Once desired consistency is achieved, add the goji berries if desired, and once again, mix well.
Finally, roll into balls, then sprinkle each with coconut shreds. Refrigerate unused portion and keep for up to three days (I guarantee they won’t last that long!).
Health-Nut Banana Bread
Ingredients:
3-4 ripe bananas, mashed
1/2 cup butter, melted
1/2 cup plain Greek yogurt
4 heaping tablespoons whey protein or hemp seeds
1/4 cup brown sugar
2 cups whole-wheat flour (alternate choices are quinoa or kamut flour)
1/2 cup oats
1/4 cup flax seeds, ground
1/4 cup nuts of your choice, diced
4 large eggs
1 teaspoon baking soda
1 teaspoon vanilla extract
1 teaspoon ground cinnamon
2 heaping tablespoons creamy peanut butter
1/4 – 1/2 cup almond milk (depending on how many bananas you use and their consistency, add as needed at end)
1/4 cup pumpkin seeds or sesame seeds to sprinkle on top before baking
Directions:
Preheat oven to 350°F. Butter a 9 x 5″ pan.
Combine all ingredients except almond milk and seeds. Consistency of batter should be like a very thick soup; add almond milk as needed.
Pour batter into baking pan, spreading evenly. Sprinkle pumpkin or sesame seeds on top.
Bake for 50 minutes, or until golden brown on the surface (use a knife to poke into middle – if it comes out clean, it’s done). Transfer to a wire rack to cool. Serve with butter or honey.

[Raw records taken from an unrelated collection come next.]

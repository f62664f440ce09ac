#![allow(dead_code)]

use std::sync::Arc;

use axum::body::Body;
use axum::http::header::{AUTHORIZATION, CONTENT_TYPE};
use axum::http::{Method, Request, StatusCode};
use axum::Router;
use chrono::{Duration, NaiveDate, NaiveTime};
use salon_adapters::MemoryAdapter;
use salon_backend::auth::service::{create_account, hash_password, NewAccount};
use salon_backend::config::AppConfig;
use salon_backend::database::models::{Role, User};
use salon_backend::database::queries::{self, NewServiceType};
use salon_backend::database::Database;
use salon_backend::server::{router, AppState};
use serde_json::{json, Value};
use tower::ServiceExt;

pub const PASSWORD: &str = "s3cret-pass";

pub struct TestApp {
    pub state: AppState,
    pub mailer: Arc<MemoryAdapter>,
    router: Router,
}

impl TestApp {
    pub fn new() -> Self {
        let mut config = AppConfig::default();
        config.auth.jwt_secret = "integration-test-secret".into();
        config.auth.password_iterations = 1;
        config.mail.backend = "memory".into();

        let db = Database::open_in_memory().unwrap();
        db.migrate().unwrap();
        let mailer = Arc::new(MemoryAdapter::new());
        let state = AppState::new(config, db, mailer.clone()).unwrap();
        let router = router(state.clone());
        Self {
            state,
            mailer,
            router,
        }
    }

    pub async fn request(
        &self,
        method: Method,
        uri: &str,
        token: Option<&str>,
        body: Option<Value>,
    ) -> (StatusCode, Value) {
        let mut builder = Request::builder().method(method).uri(uri);
        if let Some(token) = token {
            builder = builder.header(AUTHORIZATION, format!("Bearer {}", token));
        }
        let request = match body {
            Some(body) => builder
                .header(CONTENT_TYPE, "application/json")
                .body(Body::from(body.to_string()))
                .unwrap(),
            None => builder.body(Body::empty()).unwrap(),
        };

        let response = self.router.clone().oneshot(request).await.unwrap();
        let status = response.status();
        let bytes = axum::body::to_bytes(response.into_body(), usize::MAX)
            .await
            .unwrap();
        let value = serde_json::from_slice(&bytes).unwrap_or(Value::Null);
        (status, value)
    }

    pub async fn get(&self, uri: &str, token: Option<&str>) -> (StatusCode, Value) {
        self.request(Method::GET, uri, token, None).await
    }

    pub async fn post(&self, uri: &str, token: Option<&str>, body: Value) -> (StatusCode, Value) {
        self.request(Method::POST, uri, token, Some(body)).await
    }

    pub async fn patch(&self, uri: &str, token: Option<&str>, body: Value) -> (StatusCode, Value) {
        self.request(Method::PATCH, uri, token, Some(body)).await
    }

    pub fn create_user(&self, email: &str, first_name: &str, role: Role, is_superuser: bool) -> User {
        let account = NewAccount {
            email: email.to_string(),
            password: PASSWORD.to_string(),
            first_name: first_name.to_string(),
            last_name: "Tester".to_string(),
            phone: None,
            role,
            is_superuser,
        };
        let password_hash = hash_password(PASSWORD, 1).unwrap();
        self.state
            .db
            .with_tx(|tx| create_account(tx, &account, &password_hash))
            .unwrap()
    }

    pub async fn login(&self, email: &str) -> String {
        let (status, body) = self
            .post(
                "/api/auth/login",
                None,
                json!({ "email": email, "password": PASSWORD }),
            )
            .await;
        assert_eq!(status, StatusCode::OK, "login failed: {}", body);
        body["access_token"].as_str().unwrap().to_string()
    }

    /// Registers a customer through the API and returns its access token.
    pub async fn customer(&self, email: &str) -> String {
        let (status, body) = self
            .post(
                "/api/auth/register",
                None,
                json!({
                    "full_name": "Sita Sharma",
                    "email": email,
                    "password": PASSWORD,
                    "confirm_password": PASSWORD,
                }),
            )
            .await;
        assert_eq!(status, StatusCode::CREATED, "register failed: {}", body);
        body["access_token"].as_str().unwrap().to_string()
    }

    pub async fn admin(&self) -> String {
        self.create_user("admin@salon.test", "Asha", Role::Admin, true);
        self.login("admin@salon.test").await
    }

    /// A staff user with the default 09:00-18:00 profile; returns the staff id.
    pub fn staff_member(&self, email: &str) -> i64 {
        let user = self.create_user(email, "Maya", Role::Staff, false);
        self.state
            .db
            .with_conn(|conn| Ok(queries::get_staff_by_user(conn, &user.id)?))
            .unwrap()
            .unwrap()
            .id
    }

    /// One active service with one 60-minute type: `(service_id, type_id)`.
    pub fn service(&self) -> (i64, i64) {
        self.state
            .db
            .with_conn(|conn| {
                let service_id = queries::insert_service(conn, "Hair", None, true)?;
                let type_id = queries::insert_service_type(
                    conn,
                    &NewServiceType {
                        service_id,
                        name: "Haircut".into(),
                        description: None,
                        price_cents: 50_000,
                        duration_minutes: Some(60),
                        is_active: true,
                    },
                )?;
                Ok((service_id, type_id))
            })
            .unwrap()
    }

    pub fn slot(&self, staff_id: i64, date: NaiveDate, start: &str, end: &str) -> i64 {
        let start = NaiveTime::parse_from_str(start, "%H:%M").unwrap();
        let end = NaiveTime::parse_from_str(end, "%H:%M").unwrap();
        self.state
            .db
            .with_conn(|conn| Ok(queries::insert_slot(conn, staff_id, date, start, end)?))
            .unwrap()
            .id
    }

    pub fn tomorrow(&self) -> NaiveDate {
        self.state.today() + Duration::days(1)
    }
}

pub fn booking_body(service_id: i64, type_id: i64, date: NaiveDate, time: &str) -> Value {
    let mut services = serde_json::Map::new();
    services.insert(service_id.to_string(), json!(type_id));
    json!({
        "phone": "9812345678",
        "services": services,
        "appointment_date": date.format("%Y-%m-%d").to_string(),
        "appointment_time": time,
        "notes": "",
    })
}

Chili Lime Toasted Almonds
Ingredients:
• 2 1/2 cups raw almonds
• 3 tbsp sesame oil
• 1 tsp dried red chilli flakes or chopped fresh red chilies
• 1 garlic clove, finely chopped
• zest of 1 fresh lime
• 1/2 fresh lime, juice only
• 2/3 teaspoon sea salt
• 1 1/2 tablespoon tamari
Directions:
Heat a large frying pan to high with no oil. Add almonds and cook on medium/high heat for about 15 minutes, stirring every 15-30 seconds. Look for a change of colour and a slight smoking/toasting/burning smell. Remove almonds to a side plate.
Add sesame oil, chill, and garlic to the frying pan. Stir and cook on medium heat for about 30 seconds. Add tamari sauce and the almonds. Bring to high heat, add sea salt, lime zest and lime juice. Combine well and cook for another minute or two.
Remove almonds to a wooden board or a large tray, ensuring all the seasoning is scrapped off the frying pan and added to the almonds. Cool off completely and enjoy!